--- Task inputs ---

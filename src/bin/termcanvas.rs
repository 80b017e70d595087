use std::path::{Path, PathBuf};
use std::time::Duration;

use anyhow::Context as _;
use clap::{Parser, Subcommand};
use serde_json::{Map, Value};
use tracing_subscriber::EnvFilter;

use termcanvas::{
    CanvasClient, CanvasId, ClientOpts, Component, DEFAULT_SOCKET_DIR, Element, OutputFormat,
    RenderPipeline, RenderRequest,
};

#[derive(Parser, Debug)]
#[command(name = "termcanvas", version, about = "Drive terminal canvases and render components")]
struct Cli {
    /// Directory holding canvas sockets.
    #[arg(long, global = true, env = "TERMCANVAS_SOCKET_DIR", default_value = DEFAULT_SOCKET_DIR)]
    socket_dir: PathBuf,

    /// Log at debug level (overrides RUST_LOG).
    #[arg(long, short, global = true)]
    verbose: bool,

    #[command(subcommand)]
    cmd: Command,
}

#[derive(Subcommand, Debug)]
enum Command {
    /// Send a new configuration to a running canvas.
    Update(UpdateArgs),
    /// Print the current selection of a running canvas as JSON.
    Selection(FetchArgs),
    /// Print the current content of a running canvas as JSON.
    Content(FetchArgs),
    /// Render a built-in component to PNG or SVG.
    Render(RenderArgs),
    /// Render a JSON element tree to PNG or SVG.
    RenderTree(RenderTreeArgs),
}

#[derive(Parser, Debug)]
struct UpdateArgs {
    /// Canvas id.
    id: String,

    /// New canvas configuration (JSON).
    #[arg(long)]
    config: Option<String>,
}

#[derive(Parser, Debug)]
struct FetchArgs {
    /// Canvas id.
    id: String,

    /// How long to wait for the canvas to answer.
    #[arg(long, default_value_t = 2000)]
    timeout_ms: u64,
}

#[derive(Parser, Debug)]
struct OutputArgs {
    /// Output file; `.svg` writes SVG, anything else PNG.
    #[arg(long, default_value = "output.png")]
    output: PathBuf,

    /// Image width in pixels.
    #[arg(long, default_value_t = 800)]
    width: u32,

    /// Image height in pixels.
    #[arg(long, default_value_t = 600)]
    height: u32,
}

#[derive(Parser, Debug)]
struct RenderArgs {
    /// Component: card, badge or badges.
    component: String,

    #[command(flatten)]
    out: OutputArgs,

    /// Card title.
    #[arg(long)]
    title: Option<String>,

    /// Card description.
    #[arg(long)]
    description: Option<String>,

    /// Badge text.
    #[arg(long)]
    text: Option<String>,

    /// Component variant (default, dark, light, success, ...).
    #[arg(long)]
    variant: Option<String>,

    /// Extra props as a JSON object; overrides the flags above.
    #[arg(long)]
    props: Option<String>,
}

#[derive(Parser, Debug)]
struct RenderTreeArgs {
    /// Element tree JSON file.
    #[arg(long)]
    input: PathBuf,

    #[command(flatten)]
    out: OutputArgs,
}

fn main() -> anyhow::Result<()> {
    let cli = Cli::parse();
    init_tracing(cli.verbose);

    match cli.cmd {
        Command::Update(args) => block_on(cmd_update(&cli.socket_dir, args)),
        Command::Selection(args) => block_on(cmd_fetch(&cli.socket_dir, args, FetchKind::Selection)),
        Command::Content(args) => block_on(cmd_fetch(&cli.socket_dir, args, FetchKind::Content)),
        Command::Render(args) => cmd_render(args),
        Command::RenderTree(args) => cmd_render_tree(args),
    }
}

fn init_tracing(verbose: bool) {
    let filter = if verbose {
        EnvFilter::new("debug")
    } else {
        EnvFilter::try_from_default_env().unwrap_or_else(|_| EnvFilter::new("warn"))
    };
    tracing_subscriber::fmt()
        .with_env_filter(filter)
        .with_writer(std::io::stderr)
        .init();
}

fn block_on<F: std::future::Future<Output = anyhow::Result<()>>>(fut: F) -> anyhow::Result<()> {
    tokio::runtime::Builder::new_current_thread()
        .enable_all()
        .build()
        .context("start async runtime")?
        .block_on(fut)
}

fn client(socket_dir: &Path, timeout: Duration) -> CanvasClient {
    CanvasClient::new(ClientOpts {
        socket_dir: socket_dir.to_path_buf(),
        timeout,
    })
}

fn parse_json(label: &str, raw: &str) -> anyhow::Result<Value> {
    serde_json::from_str(raw).with_context(|| format!("parse {label} JSON"))
}

async fn cmd_update(socket_dir: &Path, args: UpdateArgs) -> anyhow::Result<()> {
    let id = CanvasId::new(args.id)?;
    let config = match args.config.as_deref() {
        Some(raw) => parse_json("--config", raw)?,
        None => Value::Object(Map::new()),
    };
    client(socket_dir, termcanvas::DEFAULT_TIMEOUT)
        .send_update(&id, config)
        .await
        .with_context(|| format!("send update to canvas '{id}'"))?;
    println!("Sent update to canvas '{id}'");
    Ok(())
}

#[derive(Clone, Copy, Debug)]
enum FetchKind {
    Selection,
    Content,
}

async fn cmd_fetch(socket_dir: &Path, args: FetchArgs, kind: FetchKind) -> anyhow::Result<()> {
    let id = CanvasId::new(args.id)?;
    let client = client(socket_dir, Duration::from_millis(args.timeout_ms));
    let (payload, what) = match kind {
        FetchKind::Selection => (client.fetch_selection(&id).await, "selection"),
        FetchKind::Content => (client.fetch_content(&id).await, "content"),
    };
    let payload = payload.with_context(|| format!("get {what} from canvas '{id}'"))?;
    println!("{}", serde_json::to_string(&payload.unwrap_or(Value::Null))?);
    Ok(())
}

/// Flags first, then `--props` on top.
fn component_props(component: Component, args: &RenderArgs) -> anyhow::Result<Value> {
    let mut props = Map::new();
    let variant = args.variant.clone().unwrap_or_else(|| "default".to_owned());
    match component {
        Component::Card => {
            let title = args.title.clone().unwrap_or_else(|| "Card Title".to_owned());
            props.insert("title".into(), title.into());
            if let Some(d) = &args.description {
                props.insert("description".into(), d.clone().into());
            }
            props.insert("variant".into(), variant.into());
        }
        Component::Badge => {
            let text = args.text.clone().unwrap_or_else(|| "Badge".to_owned());
            props.insert("text".into(), text.into());
            props.insert("variant".into(), variant.into());
        }
        Component::Badges => {}
    }

    if let Some(raw) = args.props.as_deref() {
        let Value::Object(extra) = parse_json("--props", raw)? else {
            anyhow::bail!("--props must be a JSON object");
        };
        props.extend(extra);
    }
    if let Some(children) = props.remove("children") {
        props.insert("text".into(), children);
    }
    Ok(Value::Object(props))
}

fn cmd_render(args: RenderArgs) -> anyhow::Result<()> {
    let component: Component = args.component.parse()?;
    let tree = component.build(component_props(component, &args)?)?;
    let format = render_tree(tree, &args.out)?;
    println!(
        "Rendered {component} to {} ({}x{} {})",
        args.out.output.display(),
        args.out.width,
        args.out.height,
        format.as_str()
    );
    Ok(())
}

fn cmd_render_tree(args: RenderTreeArgs) -> anyhow::Result<()> {
    let raw = std::fs::read_to_string(&args.input)
        .with_context(|| format!("read element tree '{}'", args.input.display()))?;
    let tree = Element::from_json(parse_json("element tree", &raw)?)?;
    let format = render_tree(tree, &args.out)?;
    println!(
        "Rendered {} to {} ({}x{} {})",
        args.input.display(),
        args.out.output.display(),
        args.out.width,
        args.out.height,
        format.as_str()
    );
    Ok(())
}

fn render_tree(tree: Element, out: &OutputArgs) -> anyhow::Result<OutputFormat> {
    if let Some(parent) = out.output.parent()
        && !parent.as_os_str().is_empty()
    {
        std::fs::create_dir_all(parent)
            .with_context(|| format!("create output dir '{}'", parent.display()))?;
    }
    let req = RenderRequest::new(tree, out.width, out.height, OutputFormat::from_path(&out.output))?;
    let format = RenderPipeline::default()
        .render_to_file(&req, &out.output)
        .with_context(|| format!("render '{}'", out.output.display()))?;
    Ok(format)
}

---

If a line in the entries above contains "global", it counts toward the total; give only that total.

# Solution to this task
2